- Items listed in a dataset -
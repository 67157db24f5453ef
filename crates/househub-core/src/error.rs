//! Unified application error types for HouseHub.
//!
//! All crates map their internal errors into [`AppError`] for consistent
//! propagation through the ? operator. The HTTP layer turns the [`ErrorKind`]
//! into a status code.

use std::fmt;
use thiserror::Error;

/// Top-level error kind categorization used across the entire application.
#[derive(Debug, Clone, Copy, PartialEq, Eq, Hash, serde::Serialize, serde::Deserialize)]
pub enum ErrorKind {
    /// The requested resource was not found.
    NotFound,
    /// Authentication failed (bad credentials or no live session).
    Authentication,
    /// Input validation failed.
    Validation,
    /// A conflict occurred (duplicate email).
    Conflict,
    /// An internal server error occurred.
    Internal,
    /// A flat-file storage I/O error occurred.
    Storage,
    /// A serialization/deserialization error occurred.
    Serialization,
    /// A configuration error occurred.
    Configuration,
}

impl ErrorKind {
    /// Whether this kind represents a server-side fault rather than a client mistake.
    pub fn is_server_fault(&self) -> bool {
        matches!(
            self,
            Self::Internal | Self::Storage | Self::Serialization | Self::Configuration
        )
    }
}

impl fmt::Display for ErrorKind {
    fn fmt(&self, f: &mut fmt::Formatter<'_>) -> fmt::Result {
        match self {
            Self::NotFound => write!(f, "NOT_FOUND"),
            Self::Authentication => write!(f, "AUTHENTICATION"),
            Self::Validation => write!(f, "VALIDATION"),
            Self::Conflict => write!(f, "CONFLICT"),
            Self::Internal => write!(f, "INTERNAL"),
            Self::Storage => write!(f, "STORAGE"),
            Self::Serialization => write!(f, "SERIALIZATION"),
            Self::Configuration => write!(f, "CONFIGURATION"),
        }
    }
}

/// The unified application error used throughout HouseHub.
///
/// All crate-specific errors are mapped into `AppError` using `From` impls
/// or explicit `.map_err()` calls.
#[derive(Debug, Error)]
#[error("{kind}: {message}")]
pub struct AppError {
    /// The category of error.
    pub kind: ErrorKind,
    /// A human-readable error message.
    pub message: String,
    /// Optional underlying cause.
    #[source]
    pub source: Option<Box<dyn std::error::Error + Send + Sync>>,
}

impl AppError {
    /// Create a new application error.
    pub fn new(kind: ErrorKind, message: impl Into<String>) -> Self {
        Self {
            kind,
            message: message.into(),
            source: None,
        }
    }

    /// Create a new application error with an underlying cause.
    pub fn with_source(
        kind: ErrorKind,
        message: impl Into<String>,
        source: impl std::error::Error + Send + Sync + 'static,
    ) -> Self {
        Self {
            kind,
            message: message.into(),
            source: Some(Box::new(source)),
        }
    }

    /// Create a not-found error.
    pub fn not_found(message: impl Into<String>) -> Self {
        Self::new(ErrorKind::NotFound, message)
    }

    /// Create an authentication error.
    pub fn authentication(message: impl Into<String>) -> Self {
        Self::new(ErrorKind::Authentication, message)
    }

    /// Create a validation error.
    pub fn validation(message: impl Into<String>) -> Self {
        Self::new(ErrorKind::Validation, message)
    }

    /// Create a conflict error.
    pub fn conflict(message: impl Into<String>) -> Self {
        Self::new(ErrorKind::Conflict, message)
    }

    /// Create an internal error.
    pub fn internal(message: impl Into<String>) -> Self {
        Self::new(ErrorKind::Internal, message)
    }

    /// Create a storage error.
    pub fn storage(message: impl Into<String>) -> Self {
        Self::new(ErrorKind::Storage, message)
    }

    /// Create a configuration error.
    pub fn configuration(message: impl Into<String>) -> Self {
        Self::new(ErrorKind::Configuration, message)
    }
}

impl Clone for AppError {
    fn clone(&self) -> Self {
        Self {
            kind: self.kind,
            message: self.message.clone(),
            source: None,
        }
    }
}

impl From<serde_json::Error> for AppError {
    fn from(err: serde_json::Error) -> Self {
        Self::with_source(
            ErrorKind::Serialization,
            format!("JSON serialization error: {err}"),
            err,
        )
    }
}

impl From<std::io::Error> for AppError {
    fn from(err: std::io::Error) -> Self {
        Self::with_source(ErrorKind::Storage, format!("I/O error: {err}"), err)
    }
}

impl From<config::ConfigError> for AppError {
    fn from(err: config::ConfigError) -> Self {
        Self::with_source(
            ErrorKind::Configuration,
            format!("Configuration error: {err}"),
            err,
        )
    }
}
==
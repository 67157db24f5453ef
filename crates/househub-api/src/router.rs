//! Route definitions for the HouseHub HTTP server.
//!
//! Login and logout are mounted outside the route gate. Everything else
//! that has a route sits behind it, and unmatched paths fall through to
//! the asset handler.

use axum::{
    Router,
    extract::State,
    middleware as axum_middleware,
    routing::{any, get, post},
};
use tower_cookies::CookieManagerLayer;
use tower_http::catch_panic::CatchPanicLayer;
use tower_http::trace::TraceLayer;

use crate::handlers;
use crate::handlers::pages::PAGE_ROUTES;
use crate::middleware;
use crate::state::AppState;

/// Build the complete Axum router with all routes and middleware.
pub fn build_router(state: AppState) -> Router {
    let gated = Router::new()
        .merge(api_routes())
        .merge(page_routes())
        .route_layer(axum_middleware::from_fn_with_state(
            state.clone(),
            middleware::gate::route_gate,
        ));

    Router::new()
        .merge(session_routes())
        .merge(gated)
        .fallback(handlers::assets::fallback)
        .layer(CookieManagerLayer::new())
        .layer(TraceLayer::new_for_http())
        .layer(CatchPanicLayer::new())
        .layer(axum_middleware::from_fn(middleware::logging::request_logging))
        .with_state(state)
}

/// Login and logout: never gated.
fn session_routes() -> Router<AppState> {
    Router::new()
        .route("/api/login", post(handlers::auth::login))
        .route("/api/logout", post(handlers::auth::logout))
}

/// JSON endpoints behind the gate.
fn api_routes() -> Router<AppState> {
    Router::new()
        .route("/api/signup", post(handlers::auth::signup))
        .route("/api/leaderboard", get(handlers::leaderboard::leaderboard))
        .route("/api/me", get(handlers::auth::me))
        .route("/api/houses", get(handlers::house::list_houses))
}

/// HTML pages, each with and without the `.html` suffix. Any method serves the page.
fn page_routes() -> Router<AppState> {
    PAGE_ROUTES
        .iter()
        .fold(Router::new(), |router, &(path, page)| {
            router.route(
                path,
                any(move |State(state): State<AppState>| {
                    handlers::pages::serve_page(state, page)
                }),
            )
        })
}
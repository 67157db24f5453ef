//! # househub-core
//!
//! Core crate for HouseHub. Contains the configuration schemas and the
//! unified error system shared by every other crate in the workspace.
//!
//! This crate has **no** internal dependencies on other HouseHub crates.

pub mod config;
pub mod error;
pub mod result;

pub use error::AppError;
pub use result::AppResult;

- Problem to solve -
Using the data above, repeat exactly the lines that begin at the line with "occurred (duplicate email)." and end at the line with "a client mistake.", both ends included.

- Exercise response -
    /// A conflict occurred (duplicate email).
    Conflict,
    /// An internal server error occurred.
    Internal,
    /// A flat-file storage I/O error occurred.
    Storage,
    /// A serialization/deserialization error occurred.
    Serialization,
    /// A configuration error occurred.
    Configuration,
}

impl ErrorKind {
    /// Whether this kind represents a server-side fault rather than a client mistake.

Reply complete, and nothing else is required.